This article is provided to JDBS courtesy of Stillwater-Ponca City (OK) Ostomy Outlook and is Copyright by Stillwater-Ponca City (OK) Ostomy Outlook

While this page contains only a sampling of articles from the Stillwater-Ponca City newsletter, anyone who would like to receive the complete Ostomy Outlook newsletter electronically (in PDF format) may do so by emailing a request to the OstomyOK webmaster (who is also the Stillwater-Ponca City newsletter editor).


From Stillwater-Ponca City (OK) Ostomy Outlook March 2002:

Complications related to the stoma may range from a minor inconvenience to a surgical emergency. Many problems can be prevented if the stoma is correctly constructed and properly placed, which involves a combination of the skills of the surgeon and ET nurse. First will be a description of the normal stoma followed by possible stoma complications. Keep in mind that all changes in your stoma should be reported to your physician or ET nurse.

Normal: Red or pink, moist appearance.
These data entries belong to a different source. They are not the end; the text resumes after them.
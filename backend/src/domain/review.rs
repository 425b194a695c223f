//! Mentor reviews and the rating aggregate derived from them.

use chrono::{DateTime, Utc};
use uuid::Uuid;

use super::{RATING_RANGE, UserId};

/// Maximum review text length in characters.
pub const REVIEW_TEXT_MAX: usize = 2000;

/// Validation errors for review drafts.
#[derive(Debug, Clone, PartialEq, Eq, thiserror::Error)]
pub enum ReviewValidationError {
    #[error("{field} must be between 1 and 5")]
    RatingOutOfRange { field: &'static str },
    #[error("review text must be at most {max} characters")]
    TextTooLong { max: usize },
}

/// Star ratings supplied by the reviewer.
#[derive(Debug, Clone, Copy, PartialEq, Eq)]
pub struct ReviewRatings {
    pub overall: i16,
    pub communication: Option<i16>,
    pub knowledge: Option<i16>,
    pub punctuality: Option<i16>,
}

impl ReviewRatings {
    pub fn validate(self) -> Result<Self, ReviewValidationError> {
        let check = |field: &'static str, value: Option<i16>| {
            value.map_or(Ok(()), |v| {
                if RATING_RANGE.contains(&v) {
                    Ok(())
                } else {
                    Err(ReviewValidationError::RatingOutOfRange { field })
                }
            })
        };
        check("overallRating", Some(self.overall))?;
        check("communicationRating", self.communication)?;
        check("knowledgeRating", self.knowledge)?;
        check("punctualityRating", self.punctuality)?;
        Ok(self)
    }
}

/// Validate review text, trimming surrounding whitespace.
pub fn validate_review_text(raw: &str) -> Result<String, ReviewValidationError> {
    let trimmed = raw.trim();
    if trimmed.chars().count() > REVIEW_TEXT_MAX {
        return Err(ReviewValidationError::TextTooLong {
            max: REVIEW_TEXT_MAX,
        });
    }
    Ok(trimmed.to_owned())
}

/// Learner's review of a completed session.
#[derive(Debug, Clone, PartialEq, Eq)]
pub struct Review {
    pub id: Uuid,
    pub booking_id: Uuid,
    pub reviewer_id: UserId,
    pub mentor_id: UserId,
    pub ratings: ReviewRatings,
    pub text: String,
    pub would_recommend: bool,
    pub helpful_count: i32,
    pub created_at: DateTime<Utc>,
}

/// Aggregate of a mentor's overall ratings.
#[derive(Debug, Clone, PartialEq)]
pub struct MentorRating {
    pub mentor_id: UserId,
    pub average_rating: f64,
    pub total_reviews: u32,
    /// Counts for 1 through 5 stars.
    pub rating_distribution: [u32; 5],
}

impl MentorRating {
    /// Aggregate the overall ratings of `reviews`.
    ///
    /// The average is rounded to two decimal places and is `0.0` without
    /// reviews.
    #[must_use]
    pub fn from_reviews<'a>(
        mentor_id: UserId,
        reviews: impl IntoIterator<Item = &'a Review>,
    ) -> Self {
        let mut distribution = [0_u32; 5];
        let mut sum = 0_u32;
        let mut total = 0_u32;
        for review in reviews {
            let stars = review.ratings.overall.clamp(1, 5);
            let bucket = usize::try_from(stars - 1).unwrap_or_default();
            if let Some(count) = distribution.get_mut(bucket) {
                *count += 1;
            }
            sum += u32::try_from(stars).unwrap_or_default();
            total += 1;
        }
        Self {
            mentor_id,
            average_rating: average(sum, total),
            total_reviews: total,
            rating_distribution: distribution,
        }
    }

    /// Whether the aggregate meets a threshold with enough reviews behind it.
    #[must_use]
    pub fn at_least(&self, average: f64, min_reviews: u32) -> bool {
        self.total_reviews >= min_reviews && self.average_rating >= average
    }
}

#[expect(
    clippy::float_arithmetic,
    reason = "ratings are presented as a rounded decimal average"
)]
fn average(sum: u32, total: u32) -> f64 {
    if total == 0 {
        return 0.0;
    }
    let raw = f64::from(sum) / f64::from(total);
    (raw * 100.0).round() / 100.0
}

#[cfg(test)]
mod tests {
    //! Regression coverage for this module.
    use super::*;
    use rstest::rstest;

    fn review(overall: i16) -> Review {
        Review {
            id: Uuid::new_v4(),
            booking_id: Uuid::new_v4(),
            reviewer_id: UserId::random(),
            mentor_id: UserId::random(),
            ratings: ReviewRatings {
                overall,
                communication: None,
                knowledge: None,
                punctuality: None,
            },
            text: String::new(),
            would_recommend: true,
            helpful_count: 0,
            created_at: Utc::now(),
        }
    }

    #[rstest]
    fn aggregates_distribution_and_average() {
        let reviews = [review(5), review(4), review(4), review(1)];
        let rating = MentorRating::from_reviews(UserId::random(), &reviews);
        assert_eq!(rating.total_reviews, 4);
        assert_eq!(rating.rating_distribution, [1, 0, 0, 2, 1]);
        assert!((rating.average_rating - 3.5).abs() < f64::EPSILON);
    }

    #[rstest]
    fn empty_aggregate_is_zero() {
        let rating = MentorRating::from_reviews(UserId::random(), std::iter::empty());
        assert_eq!(rating.total_reviews, 0);
        assert!(rating.average_rating.abs() < f64::EPSILON);
        assert!(!rating.at_least(0.0, 1));
    }

    #[rstest]
    fn averages_round_to_two_places() {
        let reviews = [review(5), review(4), review(4)];
        let rating = MentorRating::from_reviews(UserId::random(), &reviews);
        assert!((rating.average_rating - 4.33).abs() < 1e-9);
    }

    #[rstest]
    #[case(ReviewRatings { overall: 0, communication: None, knowledge: None, punctuality: None }, "overallRating")]
    #[case(ReviewRatings { overall: 5, communication: Some(6), knowledge: None, punctuality: None }, "communicationRating")]
    #[case(ReviewRatings { overall: 5, communication: None, knowledge: None, punctuality: Some(0) }, "punctualityRating")]
    fn rejects_out_of_range_ratings(#[case] ratings: ReviewRatings, #[case] field: &'static str) {
        assert_eq!(
            ratings.validate(),
            Err(ReviewValidationError::RatingOutOfRange { field })
        );
    }

    #[rstest]
    fn rejects_overlong_text() {
        let text = "x".repeat(REVIEW_TEXT_MAX + 1);
        assert!(validate_review_text(&text).is_err());
        assert_eq!(validate_review_text("  Great  "), Ok("Great".to_owned()));
    }
}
Slight bleeding is normal with cleansing. Swelling should decrease over a period of 6-8 weeks after surgery. Movement of the stoma is normal, and it may move in and out with changes in your position. Stomas are fairly hardy, but should be protected from physical blows, tight clothing, and rigid objects. The stoma has no feeling; therefore, it can be injured without pain. Always check your stoma with each pouch change, and report any change to your physician or ET nurse.

Change in Color (Ischemia/Necrosis): Caused by an inadequate blood supply to the stoma. Sometimes a stoma will "pink up" as swelling decreases. If the stoma continues to darken--turns dusky blue, dark brown or black, you should report this to your physician immediately. If the stoma does not improve, surgical revision may be needed.

Disappearing Stoma (Retraction): This is when the stoma pulls back into the abdomen which can be caused by scarring, adhesion or weight gain. Treatment may be the use of an appliance with convexity, topical products or surgical revision.

Protruding Stoma (Prolapse): This is caused by weak abdominal muscles, and the bowel appears to hang out of the abdomen. Sometimes pushing the stoma back in (by someone trained) followed by use of a binder will help. Surgical revision may be needed as the stoma may lose blood supply or stop functioning.

Bulging Around Stoma (Herniation): This is caused by protrusion of the bowel around the stoma. It is most noticed when sitting or standing. It is associated with weak muscles or obesity. Treatment may be weight control, increase of exercise slowly, exercises to strengthen abdominal muscles, supportive binder or surgical revision.

Narrowing of the Stoma (Stenosis/Stricture): This can be caused by repeated dilatations (opening the stoma with a finger), alkaline urine causing a warty growth, repeated skin breakdown resulting in scarring or a disease process. Surgical revision may be needed if narrowing is severe. If recommended, dilatations should be done correctly and gently. An ET nurse should be consulted for recommendation regarding alkaline urine, a properly fitting appliance, or products that prevent skin damage.

Stoma complications.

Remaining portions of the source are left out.